**Instructions to follow**
Every line in the material below that includes "renderer" should be copied.

**Data to process**
══════════════════════════════
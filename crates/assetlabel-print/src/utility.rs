// SPDX-License-Identifier: PMPL-1.0-or-later
// Copyright (c) 2026 Jonathan D.A. Jewell (hyperpolymath) <jonathan.jewell@open.ac.uk>
//
// Command lines for the supported label-printing utilities.

use std::path::Path;
use std::process::Command;

use assetlabel_core::PrintUtility;

/// Build the command that prints `file` on `printer` with `utility`.
pub fn command_for(utility: &PrintUtility, file: &Path, printer: &str) -> Command {
    match utility {
        PrintUtility::PtEditor { executable } => {
            // P-touch Editor returns before the job is spooled unless it is
            // started through Start-Process -Wait.
            let script = format!(
                "Start-Process {} -ArgumentList '/pt \"{}\" \"{}\"' -Wait",
                executable,
                powershell_quote(&file.display().to_string()),
                powershell_quote(printer),
            );
            let mut command = Command::new("powershell");
            command.arg("-Command").arg(script);
            command
        }
        PrintUtility::Lp => {
            let mut command = Command::new("lp");
            command.arg("-d").arg(printer).arg(file);
            command
        }
        PrintUtility::Custom { program, args } => {
            let file = file.display().to_string();
            let mut command = Command::new(program);
            command.args(
                args.iter()
                    .map(|arg| arg.replace("{file}", &file).replace("{printer}", printer)),
            );
            command
        }
    }
}

/// Escape for use inside a single-quoted PowerShell string.
fn powershell_quote(value: &str) -> String {
    value.replace('\'', "''")
}
// SPDX-License-Identifier: PMPL-1.0-or-later
// Copyright (c) 2026 Jonathan D.A. Jewell (hyperpolymath) <jonathan.jewell@open.ac.uk>
//
// assetlabel-render: Turns one device record into a printable label.
//
// The geometry (`layout`) is pure arithmetic over `LabelConfig` and can be
// checked without drawing anything; `renderer` composes the QR codes and
// text onto a `LabelCanvas` and writes it as a PNG carrying the DPI.

pub mod canvas;
pub mod content;
pub mod font;
pub mod layout;
pub mod qr;
pub mod renderer;

pub use canvas::LabelCanvas;
pub use content::LabelContent;
pub use font::{FittedText, LabelFont};
pub use layout::{LabelLayout, Rect, mm_to_px};
pub use renderer::{LabelRenderer, RenderedLabel};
══════════════════════════════
**Output below**
// checked without drawing anything; `renderer` composes the QR codes and
pub mod renderer;
pub use renderer::{LabelRenderer, RenderedLabel};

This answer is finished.